If there is a section of a right-angled cone, on which ABG, and <straight-line> BD is
parallel to the diameter or is the diameter itself, while AG is parallel to the tangent of the
section of the cone at B, AD will be equal to DG. And if AD is equal to DG, AG and the
tangent to the section of the cone at B will be parallel.

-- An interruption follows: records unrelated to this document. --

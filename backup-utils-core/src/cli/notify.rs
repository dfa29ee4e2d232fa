use crate::cli::Outcome;
use crate::conf::BackupUtilsConfig;
use crate::notify::{BackupLogWriter, Notification, NotificationKind};
use anyhow::{Context, Result, anyhow};
use chrono::NaiveDateTime;
use clap::{Args, ValueEnum};
use std::io::Write;

#[derive(Args, Debug, Clone)]
pub struct NotifyArgs {
    /// Notification type, e.g. BackupWasSuccessful or BackupHasFailed
    #[arg(long)]
    pub event: NotificationKind,

    /// Free-form message stored in the payload
    #[arg(long)]
    pub message: Option<String>,

    /// Mail subject shown as failure detail
    #[arg(long)]
    pub subject: Option<String>,

    /// Memory usage in bytes
    #[arg(long)]
    pub memory_usage: Option<u64>,

    /// Extra metadata entry, repeatable
    #[arg(long = "meta", value_name = "KEY=VALUE", value_parser = parse_meta)]
    pub metadata: Vec<(String, String)>,
}

fn parse_meta(raw: &str) -> Result<(String, String)> {
    let (key, value) = raw
        .split_once('=')
        .ok_or_else(|| anyhow!("expected KEY=VALUE, got '{raw}'"))?;
    if key.is_empty() {
        return Err(anyhow!("metadata key must not be empty"));
    }
    Ok((key.to_string(), value.to_string()))
}

pub fn run_notify(
    args: &NotifyArgs,
    cfg: &BackupUtilsConfig,
    now: NaiveDateTime,
    out: &mut dyn Write,
) -> Result<Outcome> {
    let mut notification = Notification::new(args.event.clone(), now);
    if let Some(message) = &args.message {
        notification = notification.with_message(message);
    }
    if let Some(subject) = &args.subject {
        notification = notification.with_mail_subject(subject);
    }
    if let Some(bytes) = args.memory_usage {
        notification = notification.with_memory_usage(bytes);
    }
    for (key, value) in &args.metadata {
        notification = notification.with_metadata(key, value.as_str());
    }

    let writer = BackupLogWriter::from_config(&cfg.logging);
    let written = writer.write(&notification)?;

    writeln!(
        out,
        "Logged {} to {}",
        notification.kind,
        written
            .iter()
            .map(|p| p.display().to_string())
            .collect::<Vec<_>>()
            .join(", ")
    )?;

    Ok(Outcome::Success)
}

#[derive(Debug, Clone, Copy, PartialEq, Eq, ValueEnum)]
pub enum TestKind {
    Success,
    Failed,
}

#[derive(Args, Debug, Clone)]
pub struct TestNotificationArgs {
    /// Kind of synthetic event to log
    #[arg(long = "type", value_enum, default_value = "success")]
    pub kind: TestKind,
}

pub fn run_test_notification(
    args: &TestNotificationArgs,
    cfg: &BackupUtilsConfig,
    now: NaiveDateTime,
    out: &mut dyn Write,
) -> Result<Outcome> {
    writeln!(out, "Testing backup notification system...")?;

    let notification = match args.kind {
        TestKind::Success => {
            writeln!(out, "Creating test successful backup notification...")?;
            Notification::new(NotificationKind::BackupWasSuccessful, now)
                .with_message("Test backup completed successfully")
        }
        TestKind::Failed => {
            writeln!(out, "Creating test failed backup notification...")?;
            Notification::new(NotificationKind::BackupHasFailed, now)
                .with_message("Test backup failure for notification system")
                .with_mail_subject("Test backup failed")
        }
    };

    let writer = BackupLogWriter::from_config(&cfg.logging);
    writer
        .write(&notification)
        .context("test notification could not be written")?;

    writeln!(out, "Test notification logged.\n")?;
    writeln!(out, "Check the following to verify:")?;
    writeln!(out, "- Backup log file: {}", writer.locator().generic_path().display())?;
    writeln!(
        out,
        "- Daily log file: {}",
        writer.locator().dated_path(now.date()).display()
    )?;

    Ok(Outcome::Success)
}
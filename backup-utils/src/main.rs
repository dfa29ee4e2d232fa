use backup_utils_core::cli::Outcome;
use backup_utils_core::cli::config::{ConfigCmd, check, dump, init};
use backup_utils_core::cli::logs::{LogsArgs, run_logs};
use backup_utils_core::cli::notify::{
    NotifyArgs, TestNotificationArgs, run_notify, run_test_notification,
};
use backup_utils_core::cli::stats::{StatsArgs, run_stats};
use backup_utils_core::conf::load_config;
use backup_utils_core::logging::init_logging;
use chrono::Local;
use clap::{Parser, Subcommand};
use std::io;
use std::path::PathBuf;
use std::process::ExitCode;

#[derive(Parser, Debug)]
#[command(
    name = "backup-utils",
    version,
    about = "Backup log viewer, statistics and notification logging"
)]
struct Cli {
    /// Path to the config file (defaults to config/backup-utils.hcl)
    #[arg(long, global = true)]
    config: Option<PathBuf>,

    #[command(subcommand)]
    command: Command,
}

#[derive(Subcommand, Debug)]
enum Command {
    /// View and filter backup notification logs
    Logs(LogsArgs),

    /// Analyze backup logs and show statistics
    Stats(StatsArgs),

    /// Append a backup notification to the log
    Notify(NotifyArgs),

    /// Log a synthetic notification to check the setup
    TestNotification(TestNotificationArgs),

    /// Configuration tooling
    Config {
        #[command(subcommand)]
        cmd: ConfigCmd,
    },
}

fn main() -> ExitCode {
    let cli = Cli::parse();
    init_logging();

    match run(cli) {
        Ok(outcome) => ExitCode::from(outcome.exit_code()),
        Err(e) => {
            eprintln!("error: {e:#}");
            ExitCode::FAILURE
        }
    }
}

fn run(cli: Cli) -> anyhow::Result<Outcome> {
    let mut out = io::stdout().lock();
    let now = Local::now().naive_local();
    let load = || {
        let cfg = load_config(cli.config.as_deref())?;
        tracing::debug!(log_dir = %cfg.logging.dir.display(), "configuration loaded");
        anyhow::Ok(cfg)
    };

    match cli.command {
        Command::Logs(args) => run_logs(&args, &load()?, now, &mut out),
        Command::Stats(args) => run_stats(&args, &load()?, now, &mut out),
        Command::Notify(args) => run_notify(&args, &load()?, now, &mut out),
        Command::TestNotification(args) => run_test_notification(&args, &load()?, now, &mut out),
        Command::Config { cmd } => {
            match cmd {
                ConfigCmd::Check => check(&load()?, &mut out)?,
                ConfigCmd::Dump { json: _, yaml } => dump(&load()?, yaml, &mut out)?,
                ConfigCmd::Init { path } => init(&path, &mut out)?,
            }
            Ok(Outcome::Success)
        }
    }
}
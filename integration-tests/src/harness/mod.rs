mod fixture;
pub mod tracing;

pub use fixture::{LogFixture, at, notification_line, viewer_line};
pub use tracing::{CapturedEvent, init_test_tracing};
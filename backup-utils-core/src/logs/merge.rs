use crate::logs::types::NotificationRecord;
use std::collections::HashSet;

/// Merge records read from several files.
///
/// Identity is `(timestamp, notification_type)`; the first occurrence in
/// source order wins. The result is sorted oldest first, ties keeping their
/// source order.
pub fn merge_sources<I>(sources: I) -> Vec<NotificationRecord>
where
    I: IntoIterator<Item = Vec<NotificationRecord>>,
{
    let mut seen = HashSet::new();

    let mut merged: Vec<NotificationRecord> = sources
        .into_iter()
        .flatten()
        .filter(|r| seen.insert((r.timestamp(), r.notification_type.clone())))
        .collect();

    merged.sort_by_key(NotificationRecord::timestamp);
    merged
}
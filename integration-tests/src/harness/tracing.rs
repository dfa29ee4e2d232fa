use std::sync::{Arc, Mutex, OnceLock};

use tracing::field::{Field, Visit};
use tracing::{Event, Level, Subscriber};
use tracing_subscriber::layer::SubscriberExt;
use tracing_subscriber::{Layer, layer::Context};

#[derive(Debug, Clone)]
pub struct CapturedEvent {
    pub level: Level,
    pub message: String,
    pub fields: Vec<(String, String)>,
}

impl CapturedEvent {
    pub fn field(&self, name: &str) -> Option<&str> {
        self.fields
            .iter()
            .find(|(k, _)| k == name)
            .map(|(_, v)| v.as_str())
    }
}

#[derive(Clone)]
struct TestEventLayer {
    events: Arc<Mutex<Vec<CapturedEvent>>>,
}

/// Install a process-wide subscriber that records every event, and return
/// the shared buffer. Safe to call from every test.
pub fn init_test_tracing() -> Arc<Mutex<Vec<CapturedEvent>>> {
    static EVENTS: OnceLock<Arc<Mutex<Vec<CapturedEvent>>>> = OnceLock::new();

    EVENTS
        .get_or_init(|| {
            let events = Arc::new(Mutex::new(Vec::new()));
            let layer = TestEventLayer {
                events: events.clone(),
            };

            let subscriber = tracing_subscriber::registry().with(layer);
            tracing::subscriber::set_global_default(subscriber)
                .expect("failed to set global tracing subscriber");

            events
        })
        .clone()
}

impl<S> Layer<S> for TestEventLayer
where
    S: Subscriber,
{
    fn on_event(&self, event: &Event<'_>, _ctx: Context<'_, S>) {
        let mut fields = Vec::new();
        let mut message = String::new();
        let mut visitor = FieldVisitor {
            fields: &mut fields,
            message: &mut message,
        };
        event.record(&mut visitor);

        self.events.lock().unwrap().push(CapturedEvent {
            level: *event.metadata().level(),
            message,
            fields,
        });
    }
}

struct FieldVisitor<'a> {
    fields: &'a mut Vec<(String, String)>,
    message: &'a mut String,
}

impl Visit for FieldVisitor<'_> {
    fn record_str(&mut self, field: &Field, value: &str) {
        self.fields.push((field.name().to_string(), value.to_string()));
    }

    fn record_debug(&mut self, field: &Field, value: &dyn std::fmt::Debug) {
        if field.name() == "message" {
            *self.message = format!("{value:?}");
        } else {
            self.fields
                .push((field.name().to_string(), format!("{value:?}")));
        }
    }
}
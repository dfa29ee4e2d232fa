use crate::logs::histogram::Tally;
use crate::logs::types::LogRecord;
use chrono::NaiveDateTime;

const UNKNOWN: &str = "unknown";

/// Counts shown by `logs --stats`, computed over the newest-first records
/// the viewer already selected.
#[derive(Debug, Clone, Default)]
pub struct ViewerStats {
    pub total_entries: usize,
    pub levels: Tally,
    pub events: Tally,
    pub statuses: Tally,
    pub last_successful: Option<NaiveDateTime>,
    pub last_failed: Option<NaiveDateTime>,
}

impl ViewerStats {
    pub fn from_records(records: &[LogRecord]) -> Self {
        let mut stats = ViewerStats {
            total_entries: records.len(),
            ..Default::default()
        };

        for record in records {
            stats.levels.record(&record.level);
            stats.events.record(record.backup_event().unwrap_or(UNKNOWN));

            let status = record.status().unwrap_or(UNKNOWN);
            stats.statuses.record(status);

            match status {
                "success" => {
                    stats.last_successful.get_or_insert(record.timestamp);
                }
                "error" | "failed" => {
                    stats.last_failed.get_or_insert(record.timestamp);
                }
                _ => {}
            }
        }

        stats
    }
}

Let parbola ABG be drawn with latus rectus X. Let the diameter be BD, and let there be a
parallel to the diameter EZ. Then let there a tangent at E and extend it to H. Take a point G
on the parabola and let there be drawn a parallel to EH, QKG, with Q on the parabola, with
K the intersection of EZ and QG. I say that QK = KG.
Let DB be extended to G, and let perpendiculars, QL to AG, EM to BD, and KL to AG be
drawn.
Since E is a tangent and BD the diameter, HB = BM and T(EM) = 2 O(BM,X). Hence, T(EM) =
O(MH,X). Hence, EM : X = MH : EM.
Clearly triangles QLG, GDG, KZG, and HME are all similar. Hence, HM : ME = QL : LG = KZ :
ZG = EM : X.
However, T(QN) = 2 O(BN,X).
Hence, T(LD) = T(QN) = 2 O(BN,X) = 2 O(BD-DN,X) = 2 O(BD,X) - 2 O(DN,X) = 2 O(BD,X) - 2
O(QL,X)
Or, T(LD) = 2 O(BD,X) - 2 O(QL,X)
And, T(DG) = 2 O(BD,X)
Hence, T(LD) = T(DG) – 2 O(QL,X)
Hence, 2 O(QL,X) = T(DG) - T(LD) = O(DG+LD,DG-LD) = O(GL,DG-LD)
Or QL : GL = DG-LD : X
However, QL : LG = EM : X = DZ : X
Hence, DZ = DG – LD
Or DG = DZ + LD = LZ.
Hence QK = KG.
Suppose that QK is equal to EG. Then do everything in reverse.
2.
If there is a section of a right-angled cone, ABG, and BD is parallel to the diameter or
is the diameter itself, while ADG is parallel to the tangent of the section of the cone at B, and
EG is tangent to the section of the cone at G, BD and BE will be equal.
3.
If there is a section of a right-angled cone, ABG, and BD is parallel to the diameter or
is the diameter itself, and certain <straight-lines> AD, EZ are led out parallel to the tangent
to the right-angled cone at B, then AD will be in power to EZ as BD to BZ.
But these were demonstrated in the conic elements.